"Gentile redazione,

ho letto con interesse l’articolo di lunedì 8 aprile sul duplice problema della sanità sarda, ovvero la mancanza di circa 900 specialisti e la difficoltà di accesso alla formazione specialistica per circa 400 medici isolani.

Sono un medico specialista in Oncologia e vorrei raccontarvi la mia esperienza recente con la sanità sarda. Dal 2014 al 2018 ho lavorato per la ASSL di Oristano come Medico Palliativista dedicato alle Cure Domiciliari. Mi sono presa cura di pazienti affetti da tumore nella fase ultima della malattia, occupandomi della terapia del dolore, della nutrizione e di tutto ciò che una fase di vita così delicata richiede.

Il mio lavoro si intrecciava in modo armonico con l’operato degli infermieri dedicati alle cure domiciliari e dei medici di medicina generale. Ho coperto da sola un territorio che comprende 87 comuni e 158mila abitanti, raggiungendo tutti nel più breve tempo possibile (con mezzo proprio) e offrendo loro la possibilità di un contatto telefonico 24 ore su 24. Nei primi 7 mesi del 2018 ho eseguito 416 visite domiciliari, tutte per pazienti per cui il tragitto casa-ospedale rappresentava un ostacolo insormontabile.

Da gennaio 2017, per decreto del Presidente del Consiglio dei Ministri, le cure palliative domiciliari sono entrate a far parte dei LEA (i livelli essenziali di assistenza, art. 23 dPCM 12 gennaio 2017). Sono diventate così uno di quei servizi irrinunciabili che il Sistema Sanitario Nazionale garantisce ai suoi cittadini. A settembre 2018 l'ATS Sardegna con la Regione Sardegna ed il Fondo per la Coesione e lo Sviluppo deliberano e stanziano i fondi necessari per le cure palliative domiciliari e per il medico specialista fino al 2020 (del. ATS 1036 24/09/18). La legge è dalla parte dei cittadini e ne tutela il diritto alla salute e alle cure.

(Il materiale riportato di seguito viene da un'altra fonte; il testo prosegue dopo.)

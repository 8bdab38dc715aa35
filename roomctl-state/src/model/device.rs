//! Device records and the views built from them

use std::fmt;
use std::net::Ipv4Addr;
use std::str::FromStr;

use roomctl_discovery::MacAddr;
use roomctl_drivers::{LightCredentials, PowerState};
use serde::{Deserialize, Deserializer, Serialize};

use super::{Category, DeviceId};

/// A device as stored by the registry.
///
/// Never carries power state; that is derived on every read.
#[derive(Debug, Clone, PartialEq, Eq, Serialize, Deserialize)]
pub struct DeviceRecord {
    #[serde(rename = "_id")]
    pub id: DeviceId,
    pub device_name: String,
    pub ip: Ipv4Addr,
    pub mac: MacAddr,
    #[serde(default)]
    pub username: String,
    #[serde(default)]
    pub password: String,
    pub category: Category,
}

impl DeviceRecord {
    pub fn credentials(&self) -> LightCredentials {
        LightCredentials::new(self.username.clone(), self.password.clone())
    }

    /// Public view, optionally with a derived state.
    pub fn view(&self, state: Option<DeviceState>) -> DeviceView {
        DeviceView {
            id: self.id.clone(),
            device_name: self.device_name.clone(),
            ip: self.ip,
            mac: self.mac,
            username: self.username.clone(),
            category: self.category,
            state: state.filter(|_| self.category.has_live_state()),
        }
    }
}

/// What clients see of a device.
///
/// The password is never exposed, and `state` only appears for categories
/// with live state.
#[derive(Debug, Clone, PartialEq, Eq, Serialize, Deserialize)]
pub struct DeviceView {
    #[serde(rename = "_id")]
    pub id: DeviceId,
    pub device_name: String,
    pub ip: Ipv4Addr,
    pub mac: MacAddr,
    #[serde(default)]
    pub username: String,
    pub category: Category,
    #[serde(default, skip_serializing_if = "Option::is_none")]
    pub state: Option<DeviceState>,
}

/// Derived power state shown to clients.
#[derive(Debug, Clone, Copy, PartialEq, Eq, Hash, Serialize, Deserialize)]
pub enum DeviceState {
    #[serde(rename = "ON")]
    On,
    #[serde(rename = "OFF")]
    Off,
    #[serde(rename = "STANDBY")]
    Standby,
    #[serde(rename = "UNKNOWN")]
    Unknown,
    /// Placeholder when the device couldn't be asked
    #[serde(rename = "Loading…", alias = "Loading...")]
    Loading,
}

impl DeviceState {
    pub fn as_str(&self) -> &'static str {
        match self {
            DeviceState::On => "ON",
            DeviceState::Off => "OFF",
            DeviceState::Standby => "STANDBY",
            DeviceState::Unknown => "UNKNOWN",
            DeviceState::Loading => "Loading…",
        }
    }
}

impl From<PowerState> for DeviceState {
    fn from(state: PowerState) -> Self {
        match state {
            PowerState::On => DeviceState::On,
            PowerState::Off => DeviceState::Off,
            PowerState::Standby => DeviceState::Standby,
            PowerState::Unknown => DeviceState::Unknown,
        }
    }
}

impl fmt::Display for DeviceState {
    fn fmt(&self, f: &mut fmt::Formatter<'_>) -> fmt::Result {
        f.write_str(self.as_str())
    }
}

/// Input for creating a device.
///
/// At least one of `ip`/`mac` must be present; the other is resolved on
/// the network before anything is stored.
#[derive(Debug, Clone, Default, PartialEq, Eq, Deserialize)]
pub struct NewDevice {
    #[serde(default)]
    pub device_name: String,
    #[serde(default, deserialize_with = "blank_as_none")]
    pub ip: Option<Ipv4Addr>,
    #[serde(default, deserialize_with = "blank_as_none")]
    pub mac: Option<MacAddr>,
    #[serde(default)]
    pub category: Option<Category>,
    #[serde(default)]
    pub username: String,
    #[serde(default)]
    pub password: String,
}

/// Partial update. Absent fields are left alone.
#[derive(Debug, Clone, Default, PartialEq, Eq, Serialize, Deserialize)]
pub struct DevicePatch {
    #[serde(default, skip_serializing_if = "Option::is_none")]
    pub device_name: Option<String>,
    #[serde(
        default,
        deserialize_with = "blank_as_none",
        skip_serializing_if = "Option::is_none"
    )]
    pub ip: Option<Ipv4Addr>,
    #[serde(
        default,
        deserialize_with = "blank_as_none",
        skip_serializing_if = "Option::is_none"
    )]
    pub mac: Option<MacAddr>,
    #[serde(default, skip_serializing_if = "Option::is_none")]
    pub category: Option<Category>,
    #[serde(default, skip_serializing_if = "Option::is_none")]
    pub username: Option<String>,
    #[serde(default, skip_serializing_if = "Option::is_none")]
    pub password: Option<String>,
}

impl DevicePatch {
    pub fn ip(ip: Ipv4Addr) -> Self {
        Self {
            ip: Some(ip),
            ..Default::default()
        }
    }

    pub fn is_empty(&self) -> bool {
        *self == DevicePatch::default()
    }

    /// Apply the present fields to `record`.
    pub fn apply_to(&self, record: &mut DeviceRecord) {
        if let Some(name) = &self.device_name {
            record.device_name = name.clone();
        }
        if let Some(ip) = self.ip {
            record.ip = ip;
        }
        if let Some(mac) = self.mac {
            record.mac = mac;
        }
        if let Some(category) = self.category {
            record.category = category;
        }
        if let Some(username) = &self.username {
            record.username = username.clone();
        }
        if let Some(password) = &self.password {
            record.password = password.clone();
        }
    }
}

/// Registry query. Every present field must match.
#[derive(Debug, Clone, Default, PartialEq, Eq, Deserialize)]
pub struct DeviceFilter {
    #[serde(default, rename = "_id")]
    pub id: Option<DeviceId>,
    #[serde(default)]
    pub category: Option<Category>,
    #[serde(default)]
    pub device_name: Option<String>,
    #[serde(default)]
    pub ip: Option<Ipv4Addr>,
    #[serde(default)]
    pub mac: Option<MacAddr>,
}

impl DeviceFilter {
    pub fn all() -> Self {
        Self::default()
    }

    pub fn by_id(id: &DeviceId) -> Self {
        Self {
            id: Some(id.clone()),
            ..Default::default()
        }
    }

    pub fn by_category(category: Category) -> Self {
        Self {
            category: Some(category),
            ..Default::default()
        }
    }

    pub fn with_name(mut self, name: impl Into<String>) -> Self {
        self.device_name = Some(name.into());
        self
    }

    pub fn matches(&self, record: &DeviceRecord) -> bool {
        self.id.as_ref().map_or(true, |id| *id == record.id)
            && self.category.map_or(true, |c| c == record.category)
            && self
                .device_name
                .as_deref()
                .map_or(true, |n| n == record.device_name)
            && self.ip.map_or(true, |ip| ip == record.ip)
            && self.mac.map_or(true, |mac| mac == record.mac)
    }
}

/// Form fields arrive as empty strings when left blank.
fn blank_as_none<'de, D, T>(deserializer: D) -> Result<Option<T>, D::Error>
where
    D: Deserializer<'de>,
    T: FromStr,
    T::Err: fmt::Display,
{
    match Option::<String>::deserialize(deserializer)? {
        Some(raw) if !raw.trim().is_empty() => raw
            .trim()
            .parse()
            .map(Some)
            .map_err(serde::de::Error::custom),
        _ => Ok(None),
    }
}

#[cfg(test)]
mod tests {
    use super::*;
    use serde_json::json;

    fn record(category: Category) -> DeviceRecord {
        DeviceRecord {
            id: DeviceId::new("d1"),
            device_name: "Lobby".into(),
            ip: Ipv4Addr::new(10, 0, 0, 20),
            mac: "00:1a:2b:3c:4d:5e".parse().unwrap(),
            username: "admin".into(),
            password: "secret".into(),
            category,
        }
    }

    #[test]
    fn test_view_hides_password_and_state_for_non_displays() {
        let view = record(Category::Light).view(Some(DeviceState::On));
        let json = serde_json::to_value(&view).unwrap();

        assert_eq!(json["_id"], "d1");
        assert_eq!(json["category"], "3");
        assert!(json.get("password").is_none());
        assert!(json.get("state").is_none());
    }

    #[test]
    fn test_view_carries_state_for_displays() {
        let view = record(Category::Display).view(Some(DeviceState::Loading));
        let json = serde_json::to_value(&view).unwrap();
        assert_eq!(json["state"], "Loading…");
        assert_eq!(json["mac"], "00:1a:2b:3c:4d:5e");
    }

    #[test]
    fn test_state_accepts_ascii_placeholder() {
        let state: DeviceState = serde_json::from_str("\"Loading...\"").unwrap();
        assert_eq!(state, DeviceState::Loading);
    }

    #[test]
    fn test_new_device_blank_fields() {
        let new: NewDevice = serde_json::from_value(json!({
            "device_name": "Lobby",
            "ip": "",
            "mac": "00-1A-2B-3C-4D-5E",
            "category": 1,
        }))
        .unwrap();

        assert!(new.ip.is_none());
        assert_eq!(new.mac.unwrap().to_string(), "00:1a:2b:3c:4d:5e");
        assert_eq!(new.category, Some(Category::Display));
        assert_eq!(new.username, "");
    }

    #[test]
    fn test_new_device_rejects_bad_ip() {
        let result = serde_json::from_value::<NewDevice>(json!({
            "device_name": "Lobby",
            "ip": "10.0.0.300",
        }));
        assert!(result.is_err());
    }

    #[test]
    fn test_patch_applies_present_fields_only() {
        let mut rec = record(Category::Display);
        let patch = DevicePatch {
            device_name: Some("Hall".into()),
            ip: Some(Ipv4Addr::new(10, 0, 0, 99)),
            ..Default::default()
        };
        patch.apply_to(&mut rec);

        assert_eq!(rec.device_name, "Hall");
        assert_eq!(rec.ip, Ipv4Addr::new(10, 0, 0, 99));
        assert_eq!(rec.password, "secret");
        assert!(!patch.is_empty());
        assert!(DevicePatch::default().is_empty());
    }

    #[test]
    fn test_filter_matches() {
        let rec = record(Category::Light);
        assert!(DeviceFilter::all().matches(&rec));
        assert!(DeviceFilter::by_category(Category::Light)
            .with_name("Lobby")
            .matches(&rec));
        assert!(!DeviceFilter::by_category(Category::Light)
            .with_name("lobby")
            .matches(&rec));
        assert!(!DeviceFilter::by_id(&DeviceId::new("d2")).matches(&rec));
    }
}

Per i pazienti di Oristano la realtà è purtroppo diversa. A novembre 2018, con lo scadere del mio contratto, per Oristano è stata la fine brusca ed inspiegabile delle cure palliative domiciliari. Ai pazienti è stato negato un servizio essenziale che nel resto dell'Italia è garantito ed in piena espansione. E di certo non viene soppresso dove già in essere. Le direttive nazionali e regionali circa la necessità delle cure palliative domiciliari sono chiare, non mancano i fondi, non mancano i medici e, purtroppo, non mancano i pazienti. Ma il servizio è stato interrotto. Ho chiesto le ragioni di tale decisione a dirigenti di ogni livello, ma sono stata prevalentemente ignorata e quando ho ricevuto delle risposte, sono state inconcludenti. Nessuno sa nulla, nessuno sa perché le cure palliative domiciliari non esistano più, o semplicemente preferisce non rispondere.

Ad oggi i pazienti della provincia di Oristano non hanno un medico specialista su cui contare e nessuno sa perché. Non ci è dato conoscere le ragioni di una penalizzazione tanto crudele. Parliamo di una categoria unica di pazienti, che non fa rumore, che non si riunisce in associazioni, la cui malattia assorbe completamente la famiglia. La storia ci insegna che è più facile negare i diritti ai deboli. Ma davvero sta succedendo questo? Quanto contano i bisogni degli ammalati? Supponiamo che il decreto avesse deliberato a favore di un aumento di stipendio dei dirigenti aziendali, sarebbe forse stato ignorato così come quello sulle cure palliative?

Mi sembra giusto che anche questo lato della medaglia sia conosciuto perché la domanda scaturisce spontanea: sono gli specialisti a mancare o semplicemente non gli viene concesso di lavorare? Questo atteggiamento da parte dell'azienda sanitaria non fa altro che nutrire la sfiducia e il malcontento nei confronti del nostro prezioso sistema sanitario nazionale e favorire un sempre più consolidato sistema sanitario privato".